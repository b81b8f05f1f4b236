use serde::{Deserialize, Serialize};
use std::path::Path;

use crate::processor::types::{MAX_PAGE_COUNT, PAGE_MAX_INSTANCES};

/// Knobs for the offline bake. Defaults reproduce the production settings.
#[derive(Clone, Debug, PartialEq, Serialize, Deserialize)]
#[serde(default)]
pub struct BakeSettings {
    /// Pack three 10-bit indices per u32. Limits cluster groups to five leaves.
    pub pack_indices: bool,
    /// Share one de-duplicated vertex buffer across all clusters of a group.
    pub pack_group_vertices: bool,
    pub simplify_placeholders: bool,
    /// Target error handed to the simplifier for every hierarchy level.
    pub target_error: f32,
    /// Vertical field of view in degrees used for projected LOD errors.
    pub field_of_view: f32,
    pub max_page_instances: u32,
    pub max_page_count: usize,
    pub opaque_only: bool,
    pub hierarchy_iterations: u32,
    pub placeholder_iterations: u32,
    pub placeholder_target_error: f32,
}

impl Default for BakeSettings {
    fn default() -> Self {
        Self {
            pack_indices: true,
            pack_group_vertices: true,
            simplify_placeholders: true,
            target_error: 0.01,
            field_of_view: 60.0,
            max_page_instances: PAGE_MAX_INSTANCES,
            max_page_count: MAX_PAGE_COUNT,
            opaque_only: true,
            hierarchy_iterations: 8,
            placeholder_iterations: 5,
            placeholder_target_error: 0.1,
        }
    }
}

impl BakeSettings {
    pub fn load<P: AsRef<Path>>(path: P) -> anyhow::Result<Self> {
        load_toml(path.as_ref())
    }

    /// Leaf clusters per group handed to the partitioner.
    pub fn partition_target(&self) -> usize {
        if self.pack_indices { 5 } else { 16 }
    }
}

/// Runtime streaming configuration.
#[derive(Clone, Debug, PartialEq, Serialize, Deserialize)]
#[serde(default)]
pub struct StreamingSettings {
    /// Upload buffers and concurrent page reads.
    pub upload_buffer_count: usize,
    pub max_loadable_pages: usize,
    /// Frames an upload buffer stays fenced after release.
    pub fence_frames: usize,
    pub camera_load_distance: f32,
    pub placeholders_enabled: bool,
    pub shadow_cascade_count: u32,
}

impl Default for StreamingSettings {
    fn default() -> Self {
        Self {
            upload_buffer_count: 12,
            max_loadable_pages: 128,
            fence_frames: 3,
            camera_load_distance: 20.0,
            placeholders_enabled: false,
            shadow_cascade_count: 1,
        }
    }
}

impl StreamingSettings {
    pub fn load<P: AsRef<Path>>(path: P) -> anyhow::Result<Self> {
        load_toml(path.as_ref())
    }
}

fn load_toml<T: for<'de> Deserialize<'de>>(path: &Path) -> anyhow::Result<T> {
    use anyhow::Context;
    let text = std::fs::read_to_string(path)
        .with_context(|| format!("Failed to read settings file: {:?}", path))?;
    toml::from_str(&text).with_context(|| format!("Failed to parse settings file: {:?}", path))
}

#[cfg(test)]
mod tests {
    use super::*;

    #[test]
    fn test_partial_toml_keeps_defaults() {
        let settings: BakeSettings = toml::from_str("pack_indices = false\nfield_of_view = 90.0\n").unwrap();
        assert!(!settings.pack_indices);
        assert_eq!(settings.field_of_view, 90.0);
        assert_eq!(settings.max_page_instances, 1600);
        assert_eq!(settings.partition_target(), 16);
        assert_eq!(BakeSettings::default().partition_target(), 5);
    }

    #[test]
    fn test_streaming_defaults() {
        let settings: StreamingSettings = toml::from_str("").unwrap();
        assert_eq!(settings, StreamingSettings::default());
        assert_eq!(settings.upload_buffer_count, 12);
        assert_eq!(settings.max_loadable_pages, 128);
    }
}
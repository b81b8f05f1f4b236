/// Backend-neutral device. Only the buffer side of the API is needed by the
/// geometry streaming path; pipelines and passes are owned by the host renderer.
pub trait Device: Sized + Clone {
    type Buffer: Buffer;

    /// Wait for the device to be idle.
    fn wait_idle(&self) -> crate::LumeResult<()>;

    fn create_buffer(&self, descriptor: BufferDescriptor) -> crate::LumeResult<Self::Buffer>;

    /// Record a buffer-to-buffer copy. Backends with a command stream may
    /// defer it until the next submission; the headless backend copies immediately.
    fn copy_buffer_to_buffer(
        &self,
        source: &Self::Buffer,
        source_offset: u64,
        destination: &Self::Buffer,
        destination_offset: u64,
        size: u64,
    ) -> crate::LumeResult<()>;
}

pub trait Buffer {
    fn size(&self) -> u64;
    fn usage(&self) -> BufferUsage;
    fn write_data(&self, offset: u64, data: &[u8]) -> crate::LumeResult<()>;
    fn read_data(&self, offset: u64, data: &mut [u8]) -> crate::LumeResult<()>;
}

#[derive(Clone, Copy, Debug)]
pub struct BufferDescriptor {
    pub size: u64,
    pub usage: BufferUsage,
    pub mapped_at_creation: bool,
}

#[derive(Clone, Copy, PartialEq, Eq, Debug)]
pub struct BufferUsage(pub u32);

impl BufferUsage {
    pub const VERTEX: Self = Self(1 << 0);
    pub const INDEX: Self = Self(1 << 1);
    pub const UNIFORM: Self = Self(1 << 2);
    pub const STORAGE: Self = Self(1 << 3);
    pub const COPY_SRC: Self = Self(1 << 4);
    pub const COPY_DST: Self = Self(1 << 5);
    pub const INDIRECT: Self = Self(1 << 6);
    pub const MAP_WRITE: Self = Self(1 << 7);

    pub fn contains(self, other: Self) -> bool {
        self.0 & other.0 == other.0
    }
}

impl std::ops::BitOr for BufferUsage {
    type Output = Self;
    fn bitor(self, rhs: Self) -> Self {
        Self(self.0 | rhs.0)
    }
}
//! Scene-side input types and world-space flattening of surfaces.

use glam::{Mat3, Mat4, Vec2, Vec3};

use crate::processor::packing::quantize_f16;
use crate::AdaptrixVertex;

const MISSING_COLOR: [f32; 3] = [0.0, 1.0, 1.0];

#[derive(Copy, Clone, Debug, PartialEq, Eq)]
pub enum Topology {
    Triangles,
    Lines,
    Points,
}

#[derive(Clone, Debug)]
pub struct SubMesh {
    pub topology: Topology,
    pub indices: Vec<u32>,
}

/// Source mesh in object space. Optional streams must match `positions` in length.
#[derive(Clone, Debug, Default)]
pub struct MeshData {
    pub positions: Vec<[f32; 3]>,
    pub normals: Option<Vec<[f32; 3]>>,
    pub tangents: Option<Vec<[f32; 4]>>,
    pub colors: Option<Vec<[f32; 3]>>,
    pub uv0: Option<Vec<[f32; 2]>>,
    pub uv1: Option<Vec<[f32; 2]>>,
    pub submeshes: Vec<SubMesh>,
}

#[derive(Clone, Debug, PartialEq)]
pub struct MaterialDesc {
    /// Identity used to merge materials across surfaces.
    pub id: u64,
    pub name: String,
    pub shader: String,
    pub render_queue: i32,
}

/// One renderer instance: a mesh, its placement, and one material per submesh.
#[derive(Clone, Debug)]
pub struct SurfaceBatch {
    pub name: String,
    pub mesh: std::sync::Arc<MeshData>,
    pub local_to_world: Mat4,
    /// Parent-relative transforms of the node, then of each ancestor up to the root.
    pub node_chain: Vec<Mat4>,
    pub materials: Vec<MaterialDesc>,
}

impl SurfaceBatch {
    /// Batch for a root-level node.
    pub fn new(name: impl Into<String>, mesh: std::sync::Arc<MeshData>, local_to_world: Mat4, materials: Vec<MaterialDesc>) -> Self {
        Self {
            name: name.into(),
            mesh,
            local_to_world,
            node_chain: vec![local_to_world],
            materials,
        }
    }

    /// Batch for a nested node. `node_chain` starts at the node itself.
    pub fn from_hierarchy(
        name: impl Into<String>,
        mesh: std::sync::Arc<MeshData>,
        node_chain: Vec<Mat4>,
        materials: Vec<MaterialDesc>,
    ) -> Self {
        let local_to_world = node_chain.iter().rev().fold(Mat4::IDENTITY, |world, local| world * *local);
        Self { name: name.into(), mesh, local_to_world, node_chain, materials }
    }

    pub fn is_odd_negative_scale(&self) -> bool {
        odd_negative_scale(&self.node_chain)
    }
}

/// XOR of the mirroring flag of every node in the chain.
pub fn odd_negative_scale(node_chain: &[Mat4]) -> bool {
    node_chain
        .iter()
        .fold(false, |odd, m| odd ^ (Mat3::from_mat4(*m).determinant() < 0.0))
}

/// Transforms every vertex of the mesh into world space.
pub fn flatten_vertices(mesh: &MeshData, local_to_world: &Mat4) -> Vec<AdaptrixVertex> {
    let mut vertices = Vec::with_capacity(mesh.positions.len());
    for i in 0..mesh.positions.len() {
        let position = local_to_world.transform_point3(Vec3::from_array(mesh.positions[i]));
        let normal = mesh
            .normals
            .as_ref()
            .map(|n| local_to_world.transform_vector3(Vec3::from_array(n[i])))
            .unwrap_or(Vec3::ZERO);
        let tangent = mesh
            .tangents
            .as_ref()
            .map(|t| {
                let xyz = local_to_world.transform_vector3(Vec3::new(t[i][0], t[i][1], t[i][2]));
                [xyz.x, xyz.y, xyz.z, t[i][3]]
            })
            .unwrap_or([0.0; 4]);

        vertices.push(AdaptrixVertex {
            position: position.to_array(),
            tangent,
            normal: normal.to_array(),
            color: mesh.colors.as_ref().map(|c| c[i]).unwrap_or(MISSING_COLOR),
            uv0: mesh.uv0.as_ref().map(|u| u[i]).unwrap_or([0.0; 2]),
            uv1: mesh.uv1.as_ref().map(|u| u[i]).unwrap_or([0.0; 2]),
        });
    }
    vertices
}

/// Copies a submesh's triangle list, swapping the first two corners of each
/// triangle when the transform mirrors geometry.
pub fn submesh_indices(submesh: &SubMesh, flip_winding: bool) -> Vec<u32> {
    let mut indices: Vec<u32> = submesh.indices[..submesh.indices.len() / 3 * 3].to_vec();
    if flip_winding {
        for tri in indices.chunks_exact_mut(3) {
            tri.swap(0, 1);
        }
    }
    indices
}

pub fn quantize_positions(vertices: &mut [AdaptrixVertex]) {
    for v in vertices {
        for p in &mut v.position {
            *p = quantize_f16(*p);
        }
    }
}

impl MeshData {
    /// Area-weighted vertex normals over all triangle submeshes.
    pub fn recalculate_normals(&mut self) {
        let mut normals = vec![Vec3::ZERO; self.positions.len()];
        for tri in self.triangles() {
            let [a, b, c] = tri.map(|i| Vec3::from_array(self.positions[i as usize]));
            let n = (b - a).cross(c - a);
            for i in tri {
                normals[i as usize] += n;
            }
        }
        self.normals = Some(normals.into_iter().map(|n| n.normalize_or_zero().to_array()).collect());
    }

    /// Per-vertex tangents from uv0, Gram-Schmidt orthogonalised against the
    /// normal. No-op without normals or uv0.
    pub fn recalculate_tangents(&mut self) {
        let (Some(normals), Some(uvs)) = (self.normals.as_ref(), self.uv0.as_ref()) else {
            return;
        };
        let mut tan = vec![Vec3::ZERO; self.positions.len()];
        let mut bitan = vec![Vec3::ZERO; self.positions.len()];
        for tri in self.triangles() {
            let [p0, p1, p2] = tri.map(|i| Vec3::from_array(self.positions[i as usize]));
            let [w0, w1, w2] = tri.map(|i| Vec2::from_array(uvs[i as usize]));
            let (e1, e2) = (p1 - p0, p2 - p0);
            let (d1, d2) = (w1 - w0, w2 - w0);
            let det = d1.x * d2.y - d2.x * d1.y;
            if det.abs() < 1e-12 {
                continue;
            }
            let r = 1.0 / det;
            let sdir = (e1 * d2.y - e2 * d1.y) * r;
            let tdir = (e2 * d1.x - e1 * d2.x) * r;
            for i in tri {
                tan[i as usize] += sdir;
                bitan[i as usize] += tdir;
            }
        }

        let tangents = (0..self.positions.len())
            .map(|i| {
                let n = Vec3::from_array(normals[i]);
                let t = (tan[i] - n * n.dot(tan[i])).normalize_or_zero();
                let w = if n.cross(t).dot(bitan[i]) < 0.0 { -1.0 } else { 1.0 };
                [t.x, t.y, t.z, w]
            })
            .collect();
        self.tangents = Some(tangents);
    }

    fn triangles(&self) -> Vec<[u32; 3]> {
        self.submeshes
            .iter()
            .filter(|s| s.topology == Topology::Triangles)
            .flat_map(|s| s.indices.chunks_exact(3).map(|c| [c[0], c[1], c[2]]))
            .collect()
    }
}
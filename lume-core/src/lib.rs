pub mod device;
pub mod error;
pub mod headless;

pub use device::{Buffer, BufferDescriptor, BufferUsage, Device};
pub use error::{LumeError, LumeResult};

-------

AIM OF THE TASK: Go through the material above, and wherever a line holds the word "colors", copy it.

SOLVED PROBLEM:
    pub colors: Option<Vec<[f32; 3]>>,
            color: mesh.colors.as_ref().map(|c| c[i]).unwrap_or(MISSING_COLOR),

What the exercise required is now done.